**Problem requirements:** Every line from the start of the records below to the line containing "let holder = token.and_then(|t|" should be retyped exactly, that line included, and no others.

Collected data
=-=-=-=-=

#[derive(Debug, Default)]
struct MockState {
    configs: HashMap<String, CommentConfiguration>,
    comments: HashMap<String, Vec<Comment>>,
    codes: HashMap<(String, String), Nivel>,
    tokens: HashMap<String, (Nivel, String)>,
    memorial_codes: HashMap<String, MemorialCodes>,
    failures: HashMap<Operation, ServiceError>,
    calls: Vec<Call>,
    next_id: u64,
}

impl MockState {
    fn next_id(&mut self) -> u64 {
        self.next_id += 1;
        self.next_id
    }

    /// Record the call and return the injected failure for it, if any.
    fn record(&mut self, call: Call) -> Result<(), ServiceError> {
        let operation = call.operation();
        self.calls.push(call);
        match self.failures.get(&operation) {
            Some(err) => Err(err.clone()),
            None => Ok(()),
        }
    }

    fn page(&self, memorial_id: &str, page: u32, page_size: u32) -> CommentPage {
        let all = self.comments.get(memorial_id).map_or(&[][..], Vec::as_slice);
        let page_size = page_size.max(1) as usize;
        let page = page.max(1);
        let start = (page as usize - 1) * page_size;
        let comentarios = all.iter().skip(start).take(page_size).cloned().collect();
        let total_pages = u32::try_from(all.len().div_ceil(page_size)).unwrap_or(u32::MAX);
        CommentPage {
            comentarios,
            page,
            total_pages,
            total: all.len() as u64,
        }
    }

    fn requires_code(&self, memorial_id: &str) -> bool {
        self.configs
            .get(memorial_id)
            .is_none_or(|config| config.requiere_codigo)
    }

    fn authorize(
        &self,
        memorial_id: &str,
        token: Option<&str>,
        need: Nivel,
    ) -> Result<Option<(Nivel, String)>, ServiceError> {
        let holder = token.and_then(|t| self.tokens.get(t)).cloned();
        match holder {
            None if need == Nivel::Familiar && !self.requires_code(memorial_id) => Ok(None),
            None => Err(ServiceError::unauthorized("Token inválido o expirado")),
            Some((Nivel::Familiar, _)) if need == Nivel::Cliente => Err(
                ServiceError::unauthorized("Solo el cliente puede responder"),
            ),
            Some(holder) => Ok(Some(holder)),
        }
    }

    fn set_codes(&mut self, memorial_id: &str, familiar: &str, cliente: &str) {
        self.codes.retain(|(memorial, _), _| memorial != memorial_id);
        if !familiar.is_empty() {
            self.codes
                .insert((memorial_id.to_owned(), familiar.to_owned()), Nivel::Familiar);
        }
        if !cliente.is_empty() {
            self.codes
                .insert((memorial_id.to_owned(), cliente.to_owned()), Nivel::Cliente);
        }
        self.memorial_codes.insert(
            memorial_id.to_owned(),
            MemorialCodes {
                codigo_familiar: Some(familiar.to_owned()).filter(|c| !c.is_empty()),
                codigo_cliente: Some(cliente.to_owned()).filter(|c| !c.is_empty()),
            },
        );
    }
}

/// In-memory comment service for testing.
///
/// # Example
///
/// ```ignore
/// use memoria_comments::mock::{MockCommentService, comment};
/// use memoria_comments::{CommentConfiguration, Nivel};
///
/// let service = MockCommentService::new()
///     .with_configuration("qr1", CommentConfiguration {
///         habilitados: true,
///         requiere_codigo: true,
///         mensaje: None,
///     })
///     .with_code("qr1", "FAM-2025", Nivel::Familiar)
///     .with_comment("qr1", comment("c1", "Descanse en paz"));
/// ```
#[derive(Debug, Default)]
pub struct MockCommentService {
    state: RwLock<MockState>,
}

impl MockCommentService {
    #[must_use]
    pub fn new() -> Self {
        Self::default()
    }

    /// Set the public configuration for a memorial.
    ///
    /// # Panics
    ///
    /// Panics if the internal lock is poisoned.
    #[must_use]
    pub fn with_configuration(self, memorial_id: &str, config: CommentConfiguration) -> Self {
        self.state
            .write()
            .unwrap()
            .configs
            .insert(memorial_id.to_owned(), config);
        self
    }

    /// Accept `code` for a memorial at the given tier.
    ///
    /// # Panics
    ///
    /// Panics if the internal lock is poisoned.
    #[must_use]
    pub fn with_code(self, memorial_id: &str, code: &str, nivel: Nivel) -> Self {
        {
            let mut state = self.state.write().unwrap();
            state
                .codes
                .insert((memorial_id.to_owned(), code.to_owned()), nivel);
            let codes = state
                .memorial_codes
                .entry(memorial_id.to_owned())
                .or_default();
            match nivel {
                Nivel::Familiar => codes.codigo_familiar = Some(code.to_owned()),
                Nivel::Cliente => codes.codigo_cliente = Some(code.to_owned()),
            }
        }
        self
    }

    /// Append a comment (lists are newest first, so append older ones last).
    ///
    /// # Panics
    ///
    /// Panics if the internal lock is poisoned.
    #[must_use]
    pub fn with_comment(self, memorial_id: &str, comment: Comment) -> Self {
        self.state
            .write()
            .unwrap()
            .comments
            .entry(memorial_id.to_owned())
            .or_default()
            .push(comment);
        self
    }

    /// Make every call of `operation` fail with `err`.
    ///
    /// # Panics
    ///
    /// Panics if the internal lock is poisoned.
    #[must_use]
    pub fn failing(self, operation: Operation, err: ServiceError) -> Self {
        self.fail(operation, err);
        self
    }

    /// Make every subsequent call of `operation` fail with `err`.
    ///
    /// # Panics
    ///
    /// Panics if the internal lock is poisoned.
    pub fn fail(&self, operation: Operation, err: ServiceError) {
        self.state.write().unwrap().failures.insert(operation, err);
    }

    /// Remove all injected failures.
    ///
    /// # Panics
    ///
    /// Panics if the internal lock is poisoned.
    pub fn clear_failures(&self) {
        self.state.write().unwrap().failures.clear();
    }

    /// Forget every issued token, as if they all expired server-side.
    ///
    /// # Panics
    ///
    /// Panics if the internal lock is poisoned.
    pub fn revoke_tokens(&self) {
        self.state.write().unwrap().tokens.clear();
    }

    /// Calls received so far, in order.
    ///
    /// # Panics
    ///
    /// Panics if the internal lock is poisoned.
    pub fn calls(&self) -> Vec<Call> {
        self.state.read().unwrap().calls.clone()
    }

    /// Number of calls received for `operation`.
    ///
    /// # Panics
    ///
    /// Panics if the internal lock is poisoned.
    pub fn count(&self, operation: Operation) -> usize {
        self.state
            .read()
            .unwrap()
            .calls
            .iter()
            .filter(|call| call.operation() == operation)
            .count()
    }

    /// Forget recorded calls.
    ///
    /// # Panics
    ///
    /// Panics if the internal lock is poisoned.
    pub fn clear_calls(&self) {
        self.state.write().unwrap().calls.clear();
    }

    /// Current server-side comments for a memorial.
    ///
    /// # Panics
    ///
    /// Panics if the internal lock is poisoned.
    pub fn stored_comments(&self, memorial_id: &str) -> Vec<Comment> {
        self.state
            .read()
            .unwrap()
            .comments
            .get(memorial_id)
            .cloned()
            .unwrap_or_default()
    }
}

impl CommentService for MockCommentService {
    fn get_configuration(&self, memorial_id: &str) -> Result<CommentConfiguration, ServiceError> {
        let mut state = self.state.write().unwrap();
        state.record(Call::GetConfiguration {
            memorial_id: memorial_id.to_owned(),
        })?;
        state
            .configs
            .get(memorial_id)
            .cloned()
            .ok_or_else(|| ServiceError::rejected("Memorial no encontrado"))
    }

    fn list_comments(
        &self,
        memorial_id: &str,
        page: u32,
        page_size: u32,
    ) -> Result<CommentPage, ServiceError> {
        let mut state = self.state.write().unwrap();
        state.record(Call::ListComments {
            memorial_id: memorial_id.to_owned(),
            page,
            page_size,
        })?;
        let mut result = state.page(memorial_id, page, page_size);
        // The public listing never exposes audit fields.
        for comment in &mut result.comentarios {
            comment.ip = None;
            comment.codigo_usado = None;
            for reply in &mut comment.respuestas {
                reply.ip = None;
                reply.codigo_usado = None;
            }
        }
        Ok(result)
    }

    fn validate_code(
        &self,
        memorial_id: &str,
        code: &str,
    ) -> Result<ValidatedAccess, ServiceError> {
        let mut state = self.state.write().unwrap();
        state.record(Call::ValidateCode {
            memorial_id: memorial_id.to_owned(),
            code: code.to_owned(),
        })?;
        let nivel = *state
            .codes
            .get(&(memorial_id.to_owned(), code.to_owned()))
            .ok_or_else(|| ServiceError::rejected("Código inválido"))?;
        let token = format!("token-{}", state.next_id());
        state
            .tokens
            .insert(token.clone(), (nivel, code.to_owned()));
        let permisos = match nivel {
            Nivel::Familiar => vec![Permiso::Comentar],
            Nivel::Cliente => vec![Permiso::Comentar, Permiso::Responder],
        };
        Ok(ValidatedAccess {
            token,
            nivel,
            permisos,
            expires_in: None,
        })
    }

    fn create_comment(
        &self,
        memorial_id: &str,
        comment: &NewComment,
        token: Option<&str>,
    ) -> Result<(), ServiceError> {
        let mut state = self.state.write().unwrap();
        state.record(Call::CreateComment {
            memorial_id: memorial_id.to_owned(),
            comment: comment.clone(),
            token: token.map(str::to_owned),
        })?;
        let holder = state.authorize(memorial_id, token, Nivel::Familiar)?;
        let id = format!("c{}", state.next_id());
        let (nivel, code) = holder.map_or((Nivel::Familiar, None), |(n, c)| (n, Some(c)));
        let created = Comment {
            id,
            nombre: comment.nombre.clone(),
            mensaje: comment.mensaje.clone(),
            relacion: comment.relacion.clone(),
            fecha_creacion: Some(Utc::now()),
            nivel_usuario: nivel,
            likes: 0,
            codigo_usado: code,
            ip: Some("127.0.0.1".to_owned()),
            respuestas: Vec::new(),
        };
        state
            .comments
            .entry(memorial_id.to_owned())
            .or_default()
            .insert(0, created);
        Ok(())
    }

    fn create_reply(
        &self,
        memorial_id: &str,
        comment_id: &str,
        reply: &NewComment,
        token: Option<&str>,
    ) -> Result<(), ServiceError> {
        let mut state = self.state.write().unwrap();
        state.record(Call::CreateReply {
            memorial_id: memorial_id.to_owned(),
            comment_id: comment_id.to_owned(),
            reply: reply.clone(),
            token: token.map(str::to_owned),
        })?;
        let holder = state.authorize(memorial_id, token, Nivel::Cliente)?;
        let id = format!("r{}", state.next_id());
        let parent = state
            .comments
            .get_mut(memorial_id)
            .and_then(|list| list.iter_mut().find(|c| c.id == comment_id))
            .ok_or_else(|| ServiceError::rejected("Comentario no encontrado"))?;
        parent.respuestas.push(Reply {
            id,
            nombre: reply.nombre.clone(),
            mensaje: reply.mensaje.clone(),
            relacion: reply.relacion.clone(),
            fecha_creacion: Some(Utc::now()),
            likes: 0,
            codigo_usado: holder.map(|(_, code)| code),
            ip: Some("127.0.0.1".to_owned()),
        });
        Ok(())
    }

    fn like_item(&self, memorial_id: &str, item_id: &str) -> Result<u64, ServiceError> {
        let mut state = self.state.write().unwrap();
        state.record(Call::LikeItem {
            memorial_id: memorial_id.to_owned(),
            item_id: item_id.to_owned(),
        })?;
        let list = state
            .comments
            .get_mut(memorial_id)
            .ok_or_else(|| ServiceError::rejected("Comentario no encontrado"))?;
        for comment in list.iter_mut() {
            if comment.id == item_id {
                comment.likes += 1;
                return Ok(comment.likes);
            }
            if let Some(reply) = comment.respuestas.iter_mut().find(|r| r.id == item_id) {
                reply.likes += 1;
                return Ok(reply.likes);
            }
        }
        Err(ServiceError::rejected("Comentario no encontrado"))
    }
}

=-=-=-=-=

**Answer for this exercise:**
#[derive(Debug, Default)]
struct MockState {
    configs: HashMap<String, CommentConfiguration>,
    comments: HashMap<String, Vec<Comment>>,
    codes: HashMap<(String, String), Nivel>,
    tokens: HashMap<String, (Nivel, String)>,
    memorial_codes: HashMap<String, MemorialCodes>,
    failures: HashMap<Operation, ServiceError>,
    calls: Vec<Call>,
    next_id: u64,
}

impl MockState {
    fn next_id(&mut self) -> u64 {
        self.next_id += 1;
        self.next_id
    }

    /// Record the call and return the injected failure for it, if any.
    fn record(&mut self, call: Call) -> Result<(), ServiceError> {
        let operation = call.operation();
        self.calls.push(call);
        match self.failures.get(&operation) {
            Some(err) => Err(err.clone()),
            None => Ok(()),
        }
    }

    fn page(&self, memorial_id: &str, page: u32, page_size: u32) -> CommentPage {
        let all = self.comments.get(memorial_id).map_or(&[][..], Vec::as_slice);
        let page_size = page_size.max(1) as usize;
        let page = page.max(1);
        let start = (page as usize - 1) * page_size;
        let comentarios = all.iter().skip(start).take(page_size).cloned().collect();
        let total_pages = u32::try_from(all.len().div_ceil(page_size)).unwrap_or(u32::MAX);
        CommentPage {
            comentarios,
            page,
            total_pages,
            total: all.len() as u64,
        }
    }

    fn requires_code(&self, memorial_id: &str) -> bool {
        self.configs
            .get(memorial_id)
            .is_none_or(|config| config.requiere_codigo)
    }

    fn authorize(
        &self,
        memorial_id: &str,
        token: Option<&str>,
        need: Nivel,
    ) -> Result<Option<(Nivel, String)>, ServiceError> {
        let holder = token.and_then(|t| self.tokens.get(t)).cloned();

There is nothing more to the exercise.